• [WORK TO COMPLETE]
Take the entries below and print, exactly, the stretch from the line containing "- The crawler" through the line containing "automatically (see src/error.rs)", both included.

• [SUPPLIED MATERIAL]
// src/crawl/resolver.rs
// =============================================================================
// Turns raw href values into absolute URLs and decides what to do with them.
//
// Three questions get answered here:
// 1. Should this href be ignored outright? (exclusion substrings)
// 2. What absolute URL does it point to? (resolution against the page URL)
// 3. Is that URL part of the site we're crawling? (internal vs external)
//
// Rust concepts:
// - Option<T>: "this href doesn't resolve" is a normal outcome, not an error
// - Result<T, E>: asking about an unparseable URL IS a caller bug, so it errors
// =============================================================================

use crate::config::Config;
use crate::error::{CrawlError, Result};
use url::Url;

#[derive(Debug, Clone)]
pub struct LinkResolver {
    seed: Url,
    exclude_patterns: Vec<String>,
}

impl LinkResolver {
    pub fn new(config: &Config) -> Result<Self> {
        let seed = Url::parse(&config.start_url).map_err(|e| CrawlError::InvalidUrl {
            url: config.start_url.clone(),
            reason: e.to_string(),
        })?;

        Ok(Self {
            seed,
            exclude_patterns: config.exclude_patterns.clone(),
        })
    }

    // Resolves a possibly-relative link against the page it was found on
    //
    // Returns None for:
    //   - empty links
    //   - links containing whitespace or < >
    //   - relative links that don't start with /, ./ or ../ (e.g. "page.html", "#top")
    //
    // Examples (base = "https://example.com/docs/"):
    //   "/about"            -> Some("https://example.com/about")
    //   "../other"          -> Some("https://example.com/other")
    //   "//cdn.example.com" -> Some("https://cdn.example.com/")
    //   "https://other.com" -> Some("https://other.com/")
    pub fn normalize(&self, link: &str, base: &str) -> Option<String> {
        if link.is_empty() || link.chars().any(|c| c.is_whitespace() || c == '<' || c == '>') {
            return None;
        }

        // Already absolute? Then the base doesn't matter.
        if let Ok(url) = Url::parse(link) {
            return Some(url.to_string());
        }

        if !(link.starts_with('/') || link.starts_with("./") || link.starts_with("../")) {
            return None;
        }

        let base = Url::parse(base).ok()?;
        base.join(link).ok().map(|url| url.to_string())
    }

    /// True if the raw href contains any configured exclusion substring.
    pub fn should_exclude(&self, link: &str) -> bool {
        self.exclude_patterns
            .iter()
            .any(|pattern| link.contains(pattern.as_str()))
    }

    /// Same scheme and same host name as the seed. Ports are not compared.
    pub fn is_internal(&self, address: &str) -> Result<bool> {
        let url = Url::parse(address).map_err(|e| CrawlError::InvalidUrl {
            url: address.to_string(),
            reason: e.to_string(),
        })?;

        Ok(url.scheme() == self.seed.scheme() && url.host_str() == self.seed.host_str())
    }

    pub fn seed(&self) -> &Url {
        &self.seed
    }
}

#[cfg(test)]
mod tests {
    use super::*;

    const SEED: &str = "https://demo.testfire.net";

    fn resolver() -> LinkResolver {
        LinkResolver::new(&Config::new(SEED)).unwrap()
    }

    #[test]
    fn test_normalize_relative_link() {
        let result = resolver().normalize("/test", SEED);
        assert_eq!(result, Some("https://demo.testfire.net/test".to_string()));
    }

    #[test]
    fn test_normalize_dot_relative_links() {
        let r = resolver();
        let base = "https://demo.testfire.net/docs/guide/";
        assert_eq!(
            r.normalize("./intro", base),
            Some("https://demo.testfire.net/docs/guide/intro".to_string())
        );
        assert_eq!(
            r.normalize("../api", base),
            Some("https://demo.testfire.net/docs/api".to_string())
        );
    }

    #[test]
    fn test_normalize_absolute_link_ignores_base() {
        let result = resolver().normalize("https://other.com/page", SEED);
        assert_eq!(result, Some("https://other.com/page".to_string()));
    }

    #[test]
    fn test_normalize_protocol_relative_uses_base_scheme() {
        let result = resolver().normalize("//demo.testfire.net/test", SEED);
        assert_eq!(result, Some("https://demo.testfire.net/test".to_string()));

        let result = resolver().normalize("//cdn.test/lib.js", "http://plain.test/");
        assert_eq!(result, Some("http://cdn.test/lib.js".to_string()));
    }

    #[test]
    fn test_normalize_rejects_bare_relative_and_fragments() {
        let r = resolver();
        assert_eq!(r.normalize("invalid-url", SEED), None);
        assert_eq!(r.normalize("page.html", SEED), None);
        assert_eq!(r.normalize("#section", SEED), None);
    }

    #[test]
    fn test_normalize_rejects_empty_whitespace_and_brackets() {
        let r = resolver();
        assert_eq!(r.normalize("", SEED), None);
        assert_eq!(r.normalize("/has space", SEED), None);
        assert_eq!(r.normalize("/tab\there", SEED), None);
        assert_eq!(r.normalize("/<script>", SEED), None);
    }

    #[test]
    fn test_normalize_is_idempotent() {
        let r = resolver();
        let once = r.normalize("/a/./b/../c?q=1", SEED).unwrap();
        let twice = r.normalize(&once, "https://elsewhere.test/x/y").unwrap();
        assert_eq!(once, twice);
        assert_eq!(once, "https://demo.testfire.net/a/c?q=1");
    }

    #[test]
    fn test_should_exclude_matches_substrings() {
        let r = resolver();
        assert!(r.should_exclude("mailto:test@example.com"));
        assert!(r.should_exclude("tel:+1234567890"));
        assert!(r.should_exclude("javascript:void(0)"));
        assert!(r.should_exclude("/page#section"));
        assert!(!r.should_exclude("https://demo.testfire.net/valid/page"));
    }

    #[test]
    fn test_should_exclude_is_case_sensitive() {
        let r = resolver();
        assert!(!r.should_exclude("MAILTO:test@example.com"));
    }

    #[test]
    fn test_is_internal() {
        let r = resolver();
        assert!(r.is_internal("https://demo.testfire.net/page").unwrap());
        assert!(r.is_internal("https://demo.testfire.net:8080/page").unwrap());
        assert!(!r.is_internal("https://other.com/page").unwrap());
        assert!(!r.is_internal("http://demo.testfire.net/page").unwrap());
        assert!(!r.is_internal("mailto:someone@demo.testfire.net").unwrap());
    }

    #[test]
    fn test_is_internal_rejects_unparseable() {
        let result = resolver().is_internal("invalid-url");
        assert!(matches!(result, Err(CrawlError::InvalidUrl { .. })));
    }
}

--

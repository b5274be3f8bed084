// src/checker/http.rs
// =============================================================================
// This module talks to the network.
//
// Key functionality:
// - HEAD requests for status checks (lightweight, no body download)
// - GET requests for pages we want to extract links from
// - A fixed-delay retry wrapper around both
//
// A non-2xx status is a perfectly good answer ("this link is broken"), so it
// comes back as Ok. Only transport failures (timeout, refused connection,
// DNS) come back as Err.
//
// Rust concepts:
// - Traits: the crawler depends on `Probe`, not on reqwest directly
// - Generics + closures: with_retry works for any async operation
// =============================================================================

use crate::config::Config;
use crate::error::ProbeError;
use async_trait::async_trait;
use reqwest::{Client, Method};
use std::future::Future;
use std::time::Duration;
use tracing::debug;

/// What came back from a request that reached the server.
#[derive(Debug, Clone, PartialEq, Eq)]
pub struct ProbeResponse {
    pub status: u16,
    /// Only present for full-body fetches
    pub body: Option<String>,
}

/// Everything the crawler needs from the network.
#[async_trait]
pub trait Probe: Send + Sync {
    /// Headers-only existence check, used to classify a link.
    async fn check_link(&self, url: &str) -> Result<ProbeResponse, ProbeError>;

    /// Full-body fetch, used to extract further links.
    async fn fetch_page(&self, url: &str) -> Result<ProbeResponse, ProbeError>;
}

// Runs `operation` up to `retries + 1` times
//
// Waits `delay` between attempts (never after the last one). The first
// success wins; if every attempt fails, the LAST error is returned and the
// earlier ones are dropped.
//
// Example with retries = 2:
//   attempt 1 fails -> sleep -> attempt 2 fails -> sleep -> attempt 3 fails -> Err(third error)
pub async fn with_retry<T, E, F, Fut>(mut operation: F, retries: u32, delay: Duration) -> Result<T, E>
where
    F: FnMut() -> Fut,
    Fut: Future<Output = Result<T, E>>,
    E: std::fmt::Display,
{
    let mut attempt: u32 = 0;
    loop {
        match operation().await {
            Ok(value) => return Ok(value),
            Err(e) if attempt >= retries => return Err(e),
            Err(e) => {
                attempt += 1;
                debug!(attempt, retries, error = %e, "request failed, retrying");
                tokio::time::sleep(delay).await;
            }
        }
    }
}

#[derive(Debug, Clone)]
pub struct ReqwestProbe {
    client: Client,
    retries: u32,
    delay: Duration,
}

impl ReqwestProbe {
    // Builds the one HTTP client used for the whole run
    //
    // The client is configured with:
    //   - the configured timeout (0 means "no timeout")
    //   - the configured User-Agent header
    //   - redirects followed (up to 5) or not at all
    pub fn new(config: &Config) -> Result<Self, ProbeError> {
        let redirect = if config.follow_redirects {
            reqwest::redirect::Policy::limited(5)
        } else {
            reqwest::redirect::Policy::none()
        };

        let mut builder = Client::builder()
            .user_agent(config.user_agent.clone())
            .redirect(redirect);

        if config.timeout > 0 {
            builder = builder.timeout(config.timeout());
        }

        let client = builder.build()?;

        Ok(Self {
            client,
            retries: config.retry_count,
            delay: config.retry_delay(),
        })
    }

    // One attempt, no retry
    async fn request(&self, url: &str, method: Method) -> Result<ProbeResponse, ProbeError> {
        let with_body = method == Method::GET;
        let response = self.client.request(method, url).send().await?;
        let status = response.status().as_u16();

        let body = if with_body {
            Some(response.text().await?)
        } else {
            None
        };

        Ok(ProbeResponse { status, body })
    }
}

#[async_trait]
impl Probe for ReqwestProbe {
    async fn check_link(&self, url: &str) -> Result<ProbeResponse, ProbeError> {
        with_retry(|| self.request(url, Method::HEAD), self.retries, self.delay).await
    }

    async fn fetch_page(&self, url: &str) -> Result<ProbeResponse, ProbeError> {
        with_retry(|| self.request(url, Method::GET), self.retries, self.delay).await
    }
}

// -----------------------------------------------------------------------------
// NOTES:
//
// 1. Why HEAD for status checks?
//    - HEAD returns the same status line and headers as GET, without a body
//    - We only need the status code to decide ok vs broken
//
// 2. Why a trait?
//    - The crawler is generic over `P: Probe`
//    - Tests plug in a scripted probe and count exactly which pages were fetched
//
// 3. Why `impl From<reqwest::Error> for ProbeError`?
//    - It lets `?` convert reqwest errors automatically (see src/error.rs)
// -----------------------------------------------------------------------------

---

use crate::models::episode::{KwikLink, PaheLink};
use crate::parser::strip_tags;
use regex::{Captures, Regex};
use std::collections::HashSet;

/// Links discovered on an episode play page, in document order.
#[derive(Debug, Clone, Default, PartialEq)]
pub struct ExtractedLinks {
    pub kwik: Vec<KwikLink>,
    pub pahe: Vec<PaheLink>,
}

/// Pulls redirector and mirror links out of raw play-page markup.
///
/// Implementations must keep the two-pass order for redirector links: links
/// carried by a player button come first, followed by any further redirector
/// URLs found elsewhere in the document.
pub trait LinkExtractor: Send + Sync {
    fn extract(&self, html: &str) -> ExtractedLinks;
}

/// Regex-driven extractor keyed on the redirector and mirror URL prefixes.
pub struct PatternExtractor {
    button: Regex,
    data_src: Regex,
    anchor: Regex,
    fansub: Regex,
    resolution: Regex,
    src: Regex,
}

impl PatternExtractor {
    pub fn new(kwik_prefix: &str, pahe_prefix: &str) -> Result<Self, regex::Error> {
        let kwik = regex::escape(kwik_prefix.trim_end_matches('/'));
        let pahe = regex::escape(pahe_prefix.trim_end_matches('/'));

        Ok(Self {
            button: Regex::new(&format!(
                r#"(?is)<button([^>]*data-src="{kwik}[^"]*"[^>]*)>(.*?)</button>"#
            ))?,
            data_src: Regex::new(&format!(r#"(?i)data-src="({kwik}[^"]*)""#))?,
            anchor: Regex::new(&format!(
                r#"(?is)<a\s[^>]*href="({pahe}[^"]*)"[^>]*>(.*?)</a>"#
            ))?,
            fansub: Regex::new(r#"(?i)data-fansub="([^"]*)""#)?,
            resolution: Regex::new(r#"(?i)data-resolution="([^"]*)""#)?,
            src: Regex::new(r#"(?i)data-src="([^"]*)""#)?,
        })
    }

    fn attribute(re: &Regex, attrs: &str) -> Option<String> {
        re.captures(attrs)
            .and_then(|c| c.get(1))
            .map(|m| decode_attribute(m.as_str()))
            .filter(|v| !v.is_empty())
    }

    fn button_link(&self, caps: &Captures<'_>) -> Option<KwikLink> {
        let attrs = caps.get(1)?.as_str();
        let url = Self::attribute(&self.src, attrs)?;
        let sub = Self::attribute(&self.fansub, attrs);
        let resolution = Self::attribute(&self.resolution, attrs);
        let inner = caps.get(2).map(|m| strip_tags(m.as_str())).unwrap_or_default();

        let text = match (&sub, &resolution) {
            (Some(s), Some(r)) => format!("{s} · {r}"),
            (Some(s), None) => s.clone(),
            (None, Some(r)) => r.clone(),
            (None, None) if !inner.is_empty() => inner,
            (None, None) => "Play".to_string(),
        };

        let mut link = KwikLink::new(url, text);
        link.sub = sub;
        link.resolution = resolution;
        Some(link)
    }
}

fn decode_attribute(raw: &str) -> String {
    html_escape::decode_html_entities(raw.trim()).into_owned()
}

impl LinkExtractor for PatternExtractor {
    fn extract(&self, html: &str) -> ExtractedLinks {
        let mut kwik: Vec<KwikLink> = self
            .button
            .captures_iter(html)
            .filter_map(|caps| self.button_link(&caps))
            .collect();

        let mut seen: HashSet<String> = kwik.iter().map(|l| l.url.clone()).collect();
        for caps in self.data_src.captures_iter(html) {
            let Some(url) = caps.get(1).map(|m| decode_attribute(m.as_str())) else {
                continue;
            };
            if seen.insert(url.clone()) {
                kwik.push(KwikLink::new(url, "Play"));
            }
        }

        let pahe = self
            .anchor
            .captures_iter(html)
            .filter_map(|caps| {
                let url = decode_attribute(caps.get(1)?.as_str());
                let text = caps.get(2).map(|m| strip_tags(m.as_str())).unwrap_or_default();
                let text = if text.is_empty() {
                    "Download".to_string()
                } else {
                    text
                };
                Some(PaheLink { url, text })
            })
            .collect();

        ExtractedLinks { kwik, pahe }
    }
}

• [ANSWER BOX]
//    - The crawler is generic over `P: Probe`
//    - Tests plug in a scripted probe and count exactly which pages were fetched
//
// 3. Why `impl From<reqwest::Error> for ProbeError`?
//    - It lets `?` convert reqwest errors automatically (see src/error.rs)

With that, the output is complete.